→ **Your assignment**
All entries must be transcribed without a single difference.
── Dataset entries ──
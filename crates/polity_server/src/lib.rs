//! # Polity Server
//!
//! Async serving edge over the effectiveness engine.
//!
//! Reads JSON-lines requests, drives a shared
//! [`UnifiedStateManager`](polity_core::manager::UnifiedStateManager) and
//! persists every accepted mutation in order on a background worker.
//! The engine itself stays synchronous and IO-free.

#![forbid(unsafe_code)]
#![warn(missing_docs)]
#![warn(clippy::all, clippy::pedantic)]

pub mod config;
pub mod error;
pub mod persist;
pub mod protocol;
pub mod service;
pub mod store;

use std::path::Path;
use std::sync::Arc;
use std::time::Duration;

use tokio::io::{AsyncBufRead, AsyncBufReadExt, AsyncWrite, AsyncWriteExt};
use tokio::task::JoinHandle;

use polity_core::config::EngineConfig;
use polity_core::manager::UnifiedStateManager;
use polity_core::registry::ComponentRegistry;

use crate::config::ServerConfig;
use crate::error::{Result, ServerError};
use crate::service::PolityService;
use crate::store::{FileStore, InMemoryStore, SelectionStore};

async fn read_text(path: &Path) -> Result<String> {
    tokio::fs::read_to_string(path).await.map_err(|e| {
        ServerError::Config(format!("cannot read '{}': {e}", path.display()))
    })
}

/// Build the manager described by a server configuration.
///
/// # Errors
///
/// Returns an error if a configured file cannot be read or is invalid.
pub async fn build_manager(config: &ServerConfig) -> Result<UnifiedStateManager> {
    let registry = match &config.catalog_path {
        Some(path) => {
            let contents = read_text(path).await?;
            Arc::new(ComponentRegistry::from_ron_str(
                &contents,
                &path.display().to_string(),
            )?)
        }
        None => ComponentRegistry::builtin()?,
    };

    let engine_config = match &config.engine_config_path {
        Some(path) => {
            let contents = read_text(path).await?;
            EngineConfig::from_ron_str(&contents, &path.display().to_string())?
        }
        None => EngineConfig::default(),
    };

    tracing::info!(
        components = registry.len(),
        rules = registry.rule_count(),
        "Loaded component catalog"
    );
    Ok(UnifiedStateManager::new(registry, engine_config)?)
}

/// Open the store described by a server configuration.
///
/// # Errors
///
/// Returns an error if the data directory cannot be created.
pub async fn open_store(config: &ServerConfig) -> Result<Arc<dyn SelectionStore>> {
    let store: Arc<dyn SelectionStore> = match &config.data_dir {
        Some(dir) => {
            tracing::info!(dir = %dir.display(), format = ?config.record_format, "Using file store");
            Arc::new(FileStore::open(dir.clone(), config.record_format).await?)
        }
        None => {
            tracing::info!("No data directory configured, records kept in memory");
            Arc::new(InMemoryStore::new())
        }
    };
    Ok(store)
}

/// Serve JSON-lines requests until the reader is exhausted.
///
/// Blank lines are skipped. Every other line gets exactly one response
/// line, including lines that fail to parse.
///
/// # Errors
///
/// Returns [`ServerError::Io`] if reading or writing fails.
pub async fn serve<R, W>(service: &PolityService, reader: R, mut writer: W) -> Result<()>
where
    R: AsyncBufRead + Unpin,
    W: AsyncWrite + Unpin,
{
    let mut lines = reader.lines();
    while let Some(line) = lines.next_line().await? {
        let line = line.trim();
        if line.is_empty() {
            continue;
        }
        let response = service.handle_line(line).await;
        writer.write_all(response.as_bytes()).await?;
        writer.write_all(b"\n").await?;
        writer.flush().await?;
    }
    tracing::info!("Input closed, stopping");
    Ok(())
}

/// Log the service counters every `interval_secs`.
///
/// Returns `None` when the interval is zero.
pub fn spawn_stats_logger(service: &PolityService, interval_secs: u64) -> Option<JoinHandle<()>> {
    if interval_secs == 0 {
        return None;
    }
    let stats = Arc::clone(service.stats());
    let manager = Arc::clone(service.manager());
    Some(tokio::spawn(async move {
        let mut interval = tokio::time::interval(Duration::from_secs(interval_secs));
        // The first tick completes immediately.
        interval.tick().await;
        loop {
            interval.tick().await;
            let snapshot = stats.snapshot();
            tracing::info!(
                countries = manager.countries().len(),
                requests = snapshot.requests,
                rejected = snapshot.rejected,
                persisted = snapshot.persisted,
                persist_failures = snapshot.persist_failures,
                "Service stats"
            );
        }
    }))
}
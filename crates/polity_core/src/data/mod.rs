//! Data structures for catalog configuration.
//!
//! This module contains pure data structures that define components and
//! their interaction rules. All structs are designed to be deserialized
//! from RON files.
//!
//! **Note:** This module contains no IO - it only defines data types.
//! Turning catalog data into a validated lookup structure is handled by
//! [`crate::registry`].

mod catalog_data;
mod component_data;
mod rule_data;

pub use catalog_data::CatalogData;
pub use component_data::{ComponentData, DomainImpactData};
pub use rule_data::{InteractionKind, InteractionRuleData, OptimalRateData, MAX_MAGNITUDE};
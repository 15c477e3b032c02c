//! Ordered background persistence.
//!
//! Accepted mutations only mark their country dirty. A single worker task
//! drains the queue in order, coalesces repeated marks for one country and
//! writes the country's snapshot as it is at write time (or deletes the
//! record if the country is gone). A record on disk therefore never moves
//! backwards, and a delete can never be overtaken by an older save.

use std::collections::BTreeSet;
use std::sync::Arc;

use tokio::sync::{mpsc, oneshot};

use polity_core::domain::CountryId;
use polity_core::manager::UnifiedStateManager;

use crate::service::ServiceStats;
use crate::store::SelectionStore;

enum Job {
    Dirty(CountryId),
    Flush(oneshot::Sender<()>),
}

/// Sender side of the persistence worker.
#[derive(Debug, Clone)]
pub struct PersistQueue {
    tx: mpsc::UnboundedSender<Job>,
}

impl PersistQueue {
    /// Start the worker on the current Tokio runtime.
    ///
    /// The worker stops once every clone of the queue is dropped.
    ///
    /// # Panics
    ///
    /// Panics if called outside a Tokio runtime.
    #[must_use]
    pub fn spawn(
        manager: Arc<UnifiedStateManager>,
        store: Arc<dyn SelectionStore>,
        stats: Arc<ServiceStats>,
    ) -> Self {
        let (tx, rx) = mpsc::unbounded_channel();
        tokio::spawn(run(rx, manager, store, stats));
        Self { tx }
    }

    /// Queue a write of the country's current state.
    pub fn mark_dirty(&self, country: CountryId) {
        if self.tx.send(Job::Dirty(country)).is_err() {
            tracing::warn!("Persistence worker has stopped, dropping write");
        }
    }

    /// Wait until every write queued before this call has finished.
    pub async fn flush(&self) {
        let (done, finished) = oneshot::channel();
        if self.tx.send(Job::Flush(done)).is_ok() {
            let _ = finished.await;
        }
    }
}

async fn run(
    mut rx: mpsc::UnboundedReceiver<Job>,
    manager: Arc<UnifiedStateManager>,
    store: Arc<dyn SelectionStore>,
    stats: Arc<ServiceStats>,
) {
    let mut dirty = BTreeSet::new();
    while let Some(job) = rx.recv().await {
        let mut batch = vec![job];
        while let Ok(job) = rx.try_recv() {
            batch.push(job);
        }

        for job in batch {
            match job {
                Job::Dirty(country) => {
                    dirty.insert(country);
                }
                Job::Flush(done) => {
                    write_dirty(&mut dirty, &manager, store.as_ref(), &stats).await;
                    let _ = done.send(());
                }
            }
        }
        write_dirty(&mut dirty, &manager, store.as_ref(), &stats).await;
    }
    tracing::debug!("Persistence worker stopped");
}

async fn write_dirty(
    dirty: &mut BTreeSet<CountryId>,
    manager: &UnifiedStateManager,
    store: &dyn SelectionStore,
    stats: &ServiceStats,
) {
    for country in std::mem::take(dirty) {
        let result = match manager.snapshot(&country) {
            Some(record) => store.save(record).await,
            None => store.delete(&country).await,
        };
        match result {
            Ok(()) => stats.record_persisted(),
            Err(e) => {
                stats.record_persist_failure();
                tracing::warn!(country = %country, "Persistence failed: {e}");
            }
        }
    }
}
───
→ **Expected output**
filename crates/polity_server/src/lib.rs
//! # Polity Server
//!
//! Async serving edge over the effectiveness engine.
//!
//! Reads JSON-lines requests, drives a shared
//! [`UnifiedStateManager`](polity_core::manager::UnifiedStateManager) and
//! persists every accepted mutation in order on a background worker.
//! The engine itself stays synchronous and IO-free.

#![forbid(unsafe_code)]
#![warn(missing_docs)]
#![warn(clippy::all, clippy::pedantic)]

pub mod config;
pub mod error;
pub mod persist;
pub mod protocol;
pub mod service;
pub mod store;

use std::path::Path;
use std::sync::Arc;
use std::time::Duration;

use tokio::io::{AsyncBufRead, AsyncBufReadExt, AsyncWrite, AsyncWriteExt};
use tokio::task::JoinHandle;

use polity_core::config::EngineConfig;
use polity_core::manager::UnifiedStateManager;
use polity_core::registry::ComponentRegistry;

use crate::config::ServerConfig;
use crate::error::{Result, ServerError};
use crate::service::PolityService;
use crate::store::{FileStore, InMemoryStore, SelectionStore};

async fn read_text(path: &Path) -> Result<String> {
    tokio::fs::read_to_string(path).await.map_err(|e| {
        ServerError::Config(format!("cannot read '{}': {e}", path.display()))
    })
}

/// Build the manager described by a server configuration.
///
/// # Errors
///
/// Returns an error if a configured file cannot be read or is invalid.
pub async fn build_manager(config: &ServerConfig) -> Result<UnifiedStateManager> {
    let registry = match &config.catalog_path {
        Some(path) => {
            let contents = read_text(path).await?;
            Arc::new(ComponentRegistry::from_ron_str(
                &contents,
                &path.display().to_string(),
            )?)
        }
        None => ComponentRegistry::builtin()?,
    };

    let engine_config = match &config.engine_config_path {
        Some(path) => {
            let contents = read_text(path).await?;
            EngineConfig::from_ron_str(&contents, &path.display().to_string())?
        }
        None => EngineConfig::default(),
    };

    tracing::info!(
        components = registry.len(),
        rules = registry.rule_count(),
        "Loaded component catalog"
    );
    Ok(UnifiedStateManager::new(registry, engine_config)?)
}

/// Open the store described by a server configuration.
///
/// # Errors
///
/// Returns an error if the data directory cannot be created.
pub async fn open_store(config: &ServerConfig) -> Result<Arc<dyn SelectionStore>> {
    let store: Arc<dyn SelectionStore> = match &config.data_dir {
        Some(dir) => {
            tracing::info!(dir = %dir.display(), format = ?config.record_format, "Using file store");
            Arc::new(FileStore::open(dir.clone(), config.record_format).await?)
        }
        None => {
            tracing::info!("No data directory configured, records kept in memory");
            Arc::new(InMemoryStore::new())
        }
    };
    Ok(store)
}

/// Serve JSON-lines requests until the reader is exhausted.
///
/// Blank lines are skipped. Every other line gets exactly one response
/// line, including lines that fail to parse.
///
/// # Errors
///
/// Returns [`ServerError::Io`] if reading or writing fails.
pub async fn serve<R, W>(service: &PolityService, reader: R, mut writer: W) -> Result<()>
where
    R: AsyncBufRead + Unpin,
    W: AsyncWrite + Unpin,
{
    let mut lines = reader.lines();
    while let Some(line) = lines.next_line().await? {
        let line = line.trim();
        if line.is_empty() {
            continue;
        }
        let response = service.handle_line(line).await;
        writer.write_all(response.as_bytes()).await?;
        writer.write_all(b"\n").await?;
        writer.flush().await?;
    }
    tracing::info!("Input closed, stopping");
    Ok(())
}

/// Log the service counters every `interval_secs`.
///
/// Returns `None` when the interval is zero.
pub fn spawn_stats_logger(service: &PolityService, interval_secs: u64) -> Option<JoinHandle<()>> {
    if interval_secs == 0 {
        return None;
    }
    let stats = Arc::clone(service.stats());
    let manager = Arc::clone(service.manager());
    Some(tokio::spawn(async move {
        let mut interval = tokio::time::interval(Duration::from_secs(interval_secs));
        // The first tick completes immediately.
        interval.tick().await;
        loop {
            interval.tick().await;
            let snapshot = stats.snapshot();
            tracing::info!(
                countries = manager.countries().len(),
                requests = snapshot.requests,
                rejected = snapshot.rejected,
                persisted = snapshot.persisted,
                persist_failures = snapshot.persist_failures,
                "Service stats"
            );
        }
    }))
}
filename crates/polity_core/src/data/mod.rs
//! Data structures for catalog configuration.
//!
//! This module contains pure data structures that define components and
//! their interaction rules. All structs are designed to be deserialized
//! from RON files.
//!
//! **Note:** This module contains no IO - it only defines data types.
//! Turning catalog data into a validated lookup structure is handled by
//! [`crate::registry`].

mod catalog_data;
mod component_data;
mod rule_data;

pub use catalog_data::CatalogData;
pub use component_data::{ComponentData, DomainImpactData};
pub use rule_data::{InteractionKind, InteractionRuleData, OptimalRateData, MAX_MAGNITUDE};
repository 15c477e3b032c02c
//! Ordered background persistence.
//!
//! Accepted mutations only mark their country dirty. A single worker task
//! drains the queue in order, coalesces repeated marks for one country and
//! writes the country's snapshot as it is at write time (or deletes the
//! record if the country is gone). A record on disk therefore never moves
//! backwards, and a delete can never be overtaken by an older save.

use std::collections::BTreeSet;
use std::sync::Arc;

use tokio::sync::{mpsc, oneshot};

use polity_core::domain::CountryId;
use polity_core::manager::UnifiedStateManager;

use crate::service::ServiceStats;
use crate::store::SelectionStore;

enum Job {
    Dirty(CountryId),
    Flush(oneshot::Sender<()>),
}

/// Sender side of the persistence worker.
#[derive(Debug, Clone)]
pub struct PersistQueue {
    tx: mpsc::UnboundedSender<Job>,
}

impl PersistQueue {
    /// Start the worker on the current Tokio runtime.
    ///
    /// The worker stops once every clone of the queue is dropped.
    ///
    /// # Panics
    ///
    /// Panics if called outside a Tokio runtime.
    #[must_use]
    pub fn spawn(
        manager: Arc<UnifiedStateManager>,
        store: Arc<dyn SelectionStore>,
        stats: Arc<ServiceStats>,
    ) -> Self {
        let (tx, rx) = mpsc::unbounded_channel();
        tokio::spawn(run(rx, manager, store, stats));
        Self { tx }
    }

    /// Queue a write of the country's current state.
    pub fn mark_dirty(&self, country: CountryId) {
        if self.tx.send(Job::Dirty(country)).is_err() {
            tracing::warn!("Persistence worker has stopped, dropping write");
        }
    }

    /// Wait until every write queued before this call has finished.
    pub async fn flush(&self) {
        let (done, finished) = oneshot::channel();
        if self.tx.send(Job::Flush(done)).is_ok() {
            let _ = finished.await;
        }
    }
}

async fn run(
    mut rx: mpsc::UnboundedReceiver<Job>,
    manager: Arc<UnifiedStateManager>,
    store: Arc<dyn SelectionStore>,
    stats: Arc<ServiceStats>,
) {
    let mut dirty = BTreeSet::new();
    while let Some(job) = rx.recv().await {
        let mut batch = vec![job];
        while let Ok(job) = rx.try_recv() {
            batch.push(job);
        }

        for job in batch {
            match job {
                Job::Dirty(country) => {
                    dirty.insert(country);
                }
                Job::Flush(done) => {
                    write_dirty(&mut dirty, &manager, store.as_ref(), &stats).await;
                    let _ = done.send(());
                }
            }
        }
        write_dirty(&mut dirty, &manager, store.as_ref(), &stats).await;
    }
    tracing::debug!("Persistence worker stopped");
}

async fn write_dirty(
    dirty: &mut BTreeSet<CountryId>,
    manager: &UnifiedStateManager,
    store: &dyn SelectionStore,
    stats: &ServiceStats,
) {
    for country in std::mem::take(dirty) {
        let result = match manager.snapshot(&country) {
            Some(record) => store.save(record).await,
            None => store.delete(&country).await,
        };
        match result {
            Ok(()) => stats.record_persisted(),
            Err(e) => {
                stats.record_persist_failure();
                tracing::warn!(country = %country, "Persistence failed: {e}");
            }
        }
    }
}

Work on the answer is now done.